The sizes of the secondary flows are mostly determined by the value of L-W (eg valley width), because the amount of spanwise movement for secondary flows becomes less limited with an increase in the valley width. On the other hand, the strength of the secondary flows is enhanced when the value of L increases and the value of W decreases, indicating that the strengths of the secondary flows are not proportional to the magnitudes of these flows. As the value of W increases, a tertiary flow emerges over the roughness crest due to the accumulation of the secondary flow, and the size and strength of the tertiary flow is increased with an increase of W.

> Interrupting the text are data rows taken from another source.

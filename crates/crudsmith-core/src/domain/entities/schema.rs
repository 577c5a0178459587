//! Schema model: what the caller asks us to scaffold.
//!
//! Pure data plus the invariants a request must satisfy before any file is
//! touched. Field types are deliberately not validated: they are passed
//! through verbatim into the generated sources.

use std::collections::HashSet;

use serde::{Deserialize, Serialize};

use crate::domain::{error::DomainError, naming::EntityNames, value_objects::PrimitiveType};

/// One field of an entity.
#[derive(Debug, Clone, PartialEq, Eq, Serialize, Deserialize)]
pub struct FieldDefinition {
    pub name: String,
    /// Declared type, passed through verbatim.
    #[serde(rename = "type", default, skip_serializing_if = "Option::is_none")]
    pub field_type: Option<String>,
    /// Name of another entity; turns the field into a foreign key.
    #[serde(rename = "ref", default, skip_serializing_if = "Option::is_none")]
    pub reference: Option<String>,
}

impl FieldDefinition {
    pub fn new(name: impl Into<String>, field_type: impl Into<String>) -> Self {
        Self {
            name: name.into(),
            field_type: Some(field_type.into()),
            reference: None,
        }
    }

    pub fn with_ref(mut self, reference: impl Into<String>) -> Self {
        self.reference = Some(reference.into());
        self
    }

    /// Reference target, ignoring blank values.
    pub fn reference(&self) -> Option<&str> {
        self.reference.as_deref().filter(|r| !r.is_empty())
    }

    pub fn is_relation(&self) -> bool {
        self.reference().is_some()
    }

    /// Declared type, ignoring blank values.
    pub fn declared_type(&self) -> Option<&str> {
        self.field_type.as_deref().filter(|t| !t.is_empty())
    }

    /// `Some` only when the declared type is in the fixed primitive set.
    pub fn primitive(&self) -> Option<PrimitiveType> {
        self.declared_type().and_then(PrimitiveType::recognize)
    }
}

/// A user-defined data model to scaffold.
#[derive(Debug, Clone, PartialEq, Eq, Serialize, Deserialize)]
pub struct EntityDefinition {
    pub name: String,
    #[serde(default)]
    pub fields: Vec<FieldDefinition>,
}

impl EntityDefinition {
    pub fn new(name: impl Into<String>) -> Self {
        Self {
            name: name.into(),
            fields: Vec::new(),
        }
    }

    pub fn with_field(mut self, field: FieldDefinition) -> Self {
        self.fields.push(field);
        self
    }

    pub fn names(&self) -> EntityNames {
        EntityNames::new(&self.name)
    }

    pub fn validate(&self) -> Result<(), DomainError> {
        if self.name.is_empty() {
            return Err(DomainError::InvalidEntityName {
                name: self.name.clone(),
                reason: "name cannot be empty".into(),
            });
        }
        if let Some(bad) = self
            .name
            .chars()
            .find(|c| matches!(c, '/' | '\\' | '.') || c.is_whitespace())
        {
            return Err(DomainError::InvalidEntityName {
                name: self.name.clone(),
                reason: format!("contains '{}'", bad.escape_default()),
            });
        }
        Ok(())
    }
}

/// One validated scaffolding request.
///
/// Only constructible through [`GenerationRequest::new`], so holding one
/// means the invariants hold. Immutable afterwards.
#[derive(Debug, Clone, PartialEq, Eq, Serialize)]
pub struct GenerationRequest {
    project_name: String,
    entities: Vec<EntityDefinition>,
}

impl GenerationRequest {
    pub fn new(
        project_name: impl Into<String>,
        entities: Vec<EntityDefinition>,
    ) -> Result<Self, DomainError> {
        let request = Self {
            project_name: project_name.into(),
            entities,
        };
        request.validate()?;
        Ok(request)
    }

    pub fn project_name(&self) -> &str {
        &self.project_name
    }

    pub fn entities(&self) -> &[EntityDefinition] {
        &self.entities
    }

    /// Names of every entity in submission order.
    pub fn entity_names(&self) -> Vec<EntityNames> {
        self.entities.iter().map(EntityDefinition::names).collect()
    }

    pub fn validate(&self) -> Result<(), DomainError> {
        validate_project_name(&self.project_name)?;

        if self.entities.is_empty() {
            return Err(DomainError::NoEntities);
        }

        // Two entities must not share any generated identifier, or the entry
        // point would import and mount the same route table twice.
        let mut type_names = HashSet::new();
        let mut var_prefixes = HashSet::new();
        let mut route_segments = HashSet::new();
        for entity in &self.entities {
            entity.validate()?;
            let names = entity.names();
            let clashes = !type_names.insert(names.type_name)
                | !var_prefixes.insert(names.var_prefix)
                | !route_segments.insert(names.route_segment);
            if clashes {
                return Err(DomainError::DuplicateEntity {
                    name: entity.name.clone(),
                });
            }
        }

        Ok(())
    }
}

fn validate_project_name(name: &str) -> Result<(), DomainError> {
    if name.is_empty() {
        return Err(DomainError::MissingProjectName);
    }
    let invalid = |reason: &str| DomainError::InvalidProjectName {
        name: name.into(),
        reason: reason.into(),
    };
    if name.starts_with(['-', '_', '.']) {
        return Err(invalid("must start with a letter or digit"));
    }
    if let Some(bad) = name
        .chars()
        .find(|c| !(c.is_ascii_alphanumeric() || *c == '-' || *c == '_'))
    {
        return Err(invalid(&format!(
            "'{}' is not allowed, use ASCII letters, digits, '-' and '_'",
            bad.escape_default()
        )));
    }
    Ok(())
}

#[cfg(test)]
mod tests {
    use super::*;

    fn product() -> EntityDefinition {
        EntityDefinition::new("Product")
            .with_field(FieldDefinition::new("title", "string"))
            .with_field(FieldDefinition::new("price", "number"))
    }

    #[test]
    fn valid_request_builds() {
        let request = GenerationRequest::new("shop", vec![product()]).unwrap();
        assert_eq!(request.project_name(), "shop");
        assert_eq!(request.entities().len(), 1);
    }

    #[test]
    fn empty_entities_is_caller_error() {
        assert_eq!(
            GenerationRequest::new("shop", vec![]),
            Err(DomainError::NoEntities)
        );
    }

    #[test]
    fn empty_project_name_is_missing() {
        assert_eq!(
            GenerationRequest::new("", vec![product()]),
            Err(DomainError::MissingProjectName)
        );
    }

    #[test]
    fn project_name_must_be_identifier_safe() {
        for bad in ["../etc", "my shop", ".hidden", "-x", "a/b", "caf\u{e9}"] {
            assert!(
                matches!(
                    GenerationRequest::new(bad, vec![product()]),
                    Err(DomainError::InvalidProjectName { .. })
                ),
                "accepted {bad:?}"
            );
        }
        for good in ["shop", "my-api", "inventory_v2", "X1"] {
            assert!(GenerationRequest::new(good, vec![product()]).is_ok(), "{good}");
        }
    }

    #[test]
    fn duplicate_entities_are_rejected_not_merged() {
        let result = GenerationRequest::new("shop", vec![product(), product()]);
        assert_eq!(
            result,
            Err(DomainError::DuplicateEntity {
                name: "Product".into()
            })
        );
    }

    #[test]
    fn names_differing_only_in_case_are_duplicates() {
        let lower = EntityDefinition::new("product").with_field(FieldDefinition::new("title", "string"));
        assert_eq!(
            GenerationRequest::new("shop", vec![product(), lower]),
            Err(DomainError::DuplicateEntity {
                name: "product".into()
            })
        );

        let shouty = EntityDefinition::new("PRODUCT");
        assert!(matches!(
            GenerationRequest::new("shop", vec![product(), shouty]),
            Err(DomainError::DuplicateEntity { .. })
        ));
    }

    #[test]
    fn distinct_entities_keep_distinct_routes() {
        let request = GenerationRequest::new(
            "shop",
            vec![product(), EntityDefinition::new("ProductLine")],
        )
        .unwrap();
        let segments: Vec<_> = request
            .entity_names()
            .into_iter()
            .map(|n| n.route_segment)
            .collect();
        assert_eq!(segments, ["product", "productline"]);
    }

    #[test]
    fn entity_name_must_be_file_safe() {
        for bad in ["", "a/b", "a.b", "Order Item"] {
            let result = GenerationRequest::new("shop", vec![EntityDefinition::new(bad)]);
            assert!(
                matches!(result, Err(DomainError::InvalidEntityName { .. })),
                "accepted {bad:?}"
            );
        }
    }

    #[test]
    fn field_without_name_passes_through() {
        let entity = EntityDefinition::new("Product").with_field(FieldDefinition::new("", "string"));
        let request = GenerationRequest::new("shop", vec![entity]).unwrap();
        assert_eq!(request.entities()[0].fields[0].name, "");
        assert_eq!(request.entities()[0].fields[0].declared_type(), Some("string"));
    }

    #[test]
    fn blank_ref_is_not_a_relation() {
        let field = FieldDefinition::new("owner", "string").with_ref("");
        assert!(!field.is_relation());
    }

    #[test]
    fn field_deserializes_from_wire_keys() {
        let field: FieldDefinition =
            serde_json::from_str(r#"{"name":"category","type":"string","ref":"Category"}"#)
                .unwrap();
        assert_eq!(field.declared_type(), Some("string"));
        assert_eq!(field.reference(), Some("Category"));

        let bare: FieldDefinition = serde_json::from_str(r#"{"name":"owner","ref":"User"}"#).unwrap();
        assert_eq!(bare.declared_type(), None);
        assert!(bare.is_relation());
    }
}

Although the magnitudes and strengths of the secondary flows and the additional tertiary and quaternary flows are affected by the roughness configuration, the direction of rotation of the secondary flows and the spanwise locations for the LMPs and HMPs are consistent regardless of the values ​​of L and W; the LMP occurs over the crest and the HMP originates in the valley. To investigate the origin of the opposite sense of rotation of secondary flow between the ridge- and strip-type roughness elements, we analyze the Reynolds-averaged tke transport equation. It has been shown that the local imbalance of the RHS in the equation resulting from the spanwise heterogeneity of the surface state determines the advective velocities of tke on the cross-stream plane.

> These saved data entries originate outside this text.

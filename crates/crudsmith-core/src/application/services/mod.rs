//! Application services - orchestrate use cases.
//!
//! Services coordinate the domain layer and ports to accomplish
//! high-level use cases like "generate a project" or "plan a dry run".

pub mod artifact_writer;
pub mod assembler;
pub mod generation_service;
pub mod packager;
pub mod template_engine;

pub use artifact_writer::{ArtifactWriter, SkippedArtifact, WriteReport};
pub use assembler::{AssembledProject, ProjectAssembler, StagingSettings};
pub use generation_service::{GenerationOutcome, GenerationService};
pub use packager::{PackageReceipt, Packager};
pub use template_engine::TemplateEngine;
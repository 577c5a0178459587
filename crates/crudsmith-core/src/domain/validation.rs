use crate::domain::{entities::GenerationRequest, error::DomainError};

/// Centralized domain validation.
///
/// All validation logic lives here, not scattered across services.
pub struct DomainValidator;

impl DomainValidator {
    pub fn validate_request(request: &GenerationRequest) -> Result<(), DomainError> {
        request.validate()
    }
}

Therefore, the secondary flow generated over the ridge-type roughness is due to the second Prandtl-type secondary flow, which is initiated and sustained by the Reynolds stress anisotropy. The distinctive rotational sense of the secondary flows with respect to the roughness type is mainly attributed to the significant contribution of the turbulent transport term to the energy budget for the ridge-type roughness, while this is not the case for the strip-type roughness. The large contribution of turbulent transport to ridge-type roughness is closely related to the production of active energy near the edge of the roughness.

2013 Wall-parallel stereo PIV measurements in the roughness substrate of turbulent flow overlying highly irregular roughness.